7- Jonah : “I’m like herpes! I’m a MRSA infection! You don’t get rid of Jonah Ryan!”
8- Selina : “Please God, deliver Jonah to Congress and then give him any kind of cancer, I don’t care.”
9- Jonah: Someone has just flown two planes into my career.
10- Selina: I’ve got to get out of here before I set fire to one of these nerds.
11- Will: I move as slowly as a Mississippi detective investigating the murder of a young black man.
12- Jonah: You think you’ve seen the end of Jonah Ryan? You haven’t even seen the start of Jonah Ryan! I’m leaving here with my head held high, and my nuts hanging low on your mom’s chin, Martin.
13- Dan: More apologizing, really? I apologized less after banging my brother’s fiancé.
14- Jeff : “No, I am the one who got us this far, you sentient enema.”
15- Selina : “What in the wide world of f–k do you think you’re wearing.”
16- Dan: Time to robust a nut all over this place.”

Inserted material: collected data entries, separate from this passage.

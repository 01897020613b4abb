use anyhow::Context;
use rusqlite::{params, Connection};

// Applied in order; each name is recorded in schema_history so a migration
// runs exactly once per database.
const MIGRATIONS: &[(&str, &str)] = &[(
    "001_init.sql",
    include_str!("../../migrations/001_init.sql"),
)];

pub fn run_migrations(conn: &Connection) -> anyhow::Result<()> {
    conn.execute_batch(
        "CREATE TABLE IF NOT EXISTS schema_history (
            name TEXT PRIMARY KEY,
            applied_at TEXT NOT NULL DEFAULT (datetime('now'))
        );",
    )
    .context("failed to create schema history table")?;

    for &(name, sql) in MIGRATIONS {
        let applied: bool = conn
            .query_row(
                "SELECT COUNT(*) > 0 FROM schema_history WHERE name = ?1",
                params![name],
                |row| row.get(0),
            )
            .context("failed to read schema history")?;
        if applied {
            continue;
        }

        conn.execute_batch(sql)
            .with_context(|| format!("failed to apply migration {name}"))?;
        conn.execute(
            "INSERT INTO schema_history (name) VALUES (?1)",
            params![name],
        )
        .with_context(|| format!("failed to record migration {name}"))?;

        tracing::debug!(migration = name, "schema migration applied");
    }

    Ok(())
}
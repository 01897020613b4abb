use chrono::NaiveDateTime;
use serde::{Deserialize, Serialize};

/// Photo metadata only; the image itself lives at the URL.
#[derive(Debug, Clone, Serialize, Deserialize)]
#[serde(rename_all = "camelCase")]
pub struct TripPhoto {
    pub id: String,
    pub user_id: String,
    pub photo_url: String,
    pub description: String,
    pub created_at: NaiveDateTime,
}
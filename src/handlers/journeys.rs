use std::sync::Arc;

use axum::extract::{Path, State};
use axum::http::{HeaderMap, StatusCode};
use axum::Json;
use chrono::Utc;
use serde::Deserialize;
use uuid::Uuid;

use crate::auth;
use crate::db::queries;
use crate::errors::AppError;
use crate::models::Journey;
use crate::state::AppState;

// POST /api/journeys
#[derive(Deserialize)]
#[serde(rename_all = "camelCase")]
pub struct CreateJourneyRequest {
    pub place: Option<String>,
    pub arrive: Option<String>,
    pub hotel: Option<String>,
    pub nights: Option<i64>,
    pub price: Option<f64>,
    pub travel_mode: Option<String>,
    pub notes: Option<String>,
}

pub async fn create_journey(
    State(state): State<Arc<AppState>>,
    headers: HeaderMap,
    Json(body): Json<CreateJourneyRequest>,
) -> Result<(StatusCode, Json<serde_json::Value>), AppError> {
    let principal = auth::authenticate(&state, &headers).await?;

    let place = body.place.as_deref().unwrap_or("").trim().to_string();
    if place.is_empty() {
        return Err(AppError::InvalidInput("place is required".to_string()));
    }

    let journey = Journey {
        id: Uuid::new_v4().to_string(),
        user_id: principal.id.clone(),
        place,
        arrive: body.arrive.unwrap_or_default(),
        hotel: body.hotel.unwrap_or_default(),
        nights: body.nights.unwrap_or(1).max(1),
        price: body.price.unwrap_or(0.0).max(0.0),
        travel_mode: body.travel_mode.unwrap_or_else(|| "Train".to_string()),
        notes: body.notes.unwrap_or_default(),
        created_at: Utc::now().naive_utc(),
    };

    {
        let db = state.db.lock().unwrap();
        queries::create_journey(&db, &journey)?;
    }

    Ok((
        StatusCode::CREATED,
        Json(serde_json::json!({
            "message": "Journey created successfully",
            "journeyId": journey.id,
        })),
    ))
}

// GET /api/journeys
pub async fn my_journeys(
    State(state): State<Arc<AppState>>,
    headers: HeaderMap,
) -> Result<Json<serde_json::Value>, AppError> {
    let principal = auth::authenticate(&state, &headers).await?;

    let journeys = {
        let db = state.db.lock().unwrap();
        queries::get_journeys_for_user(&db, &principal.id)?
    };

    Ok(Json(serde_json::json!({ "journeys": journeys })))
}

// GET /api/journeys/:user_id
pub async fn user_journeys(
    State(state): State<Arc<AppState>>,
    headers: HeaderMap,
    Path(user_id): Path<String>,
) -> Result<Json<serde_json::Value>, AppError> {
    let principal = auth::authenticate(&state, &headers).await?;
    auth::ensure_owner(&principal, &user_id)?;

    let journeys = {
        let db = state.db.lock().unwrap();
        queries::get_journeys_for_user(&db, &user_id)?
    };

    Ok(Json(serde_json::json!({ "journeys": journeys })))
}

// DELETE /api/journeys/:journey_id
pub async fn delete_journey(
    State(state): State<Arc<AppState>>,
    headers: HeaderMap,
    Path(journey_id): Path<String>,
) -> Result<Json<serde_json::Value>, AppError> {
    let principal = auth::authenticate(&state, &headers).await?;

    let db = state.db.lock().unwrap();
    let journey = queries::get_journey(&db, &journey_id)?
        .ok_or_else(|| AppError::NotFound("journey not found".to_string()))?;
    auth::ensure_owner(&principal, &journey.user_id)?;
    queries::delete_journey(&db, &journey_id)?;

    Ok(Json(serde_json::json!({ "message": "Journey deleted successfully" })))
}
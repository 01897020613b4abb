pub mod booking;
pub mod journey;
pub mod photo;
pub mod user;
pub mod visit;

pub use booking::{Booking, PaymentStatus};
pub use journey::Journey;
pub use photo::TripPhoto;
pub use user::User;
pub use visit::Visit;
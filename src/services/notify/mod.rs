pub mod mailer;

use async_trait::async_trait;

use crate::models::Booking;

/// Fire-and-forget messages. Callers log failures and move on; booking
/// state never depends on delivery.
#[async_trait]
pub trait NotificationSender: Send + Sync {
    async fn send_booking_confirmation(&self, email: &str, booking: &Booking)
        -> anyhow::Result<()>;

    async fn send_welcome(&self, email: &str, name: &str) -> anyhow::Result<()>;
}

17- Jonah : “It’s my personality that has gotten us this far.”
18- Selina : “Can I really blame another country for something they didn’t do?”
19- Selina : “Why don’t you put on your running shoes and get to the f–king point, Jonah?”
20- Amy: You know, they say all babies are cute, but whoever they are should be stuck in a stroller and pushed into traffic.
21- Amy: You have more nervous tics than a shoe bomber.
22- Dan: Was your mom plagiarizing the Bible when she said, “Oh God, oh God”?
23- Selina: Well, I have huge news. In fact, I guarantee you that my news is front-page news. Your news is probably more like a page six, Kardashian crap news.
24- Selina : Europe used to be my favorite continent. Now it’s not even in my Top-5.
25- Mike: Jonah. Jonah, calm down. It’s a plane with a logo. It’s not Space Mountain. What the hell do you do on Air Force One, rub your dick on the seats?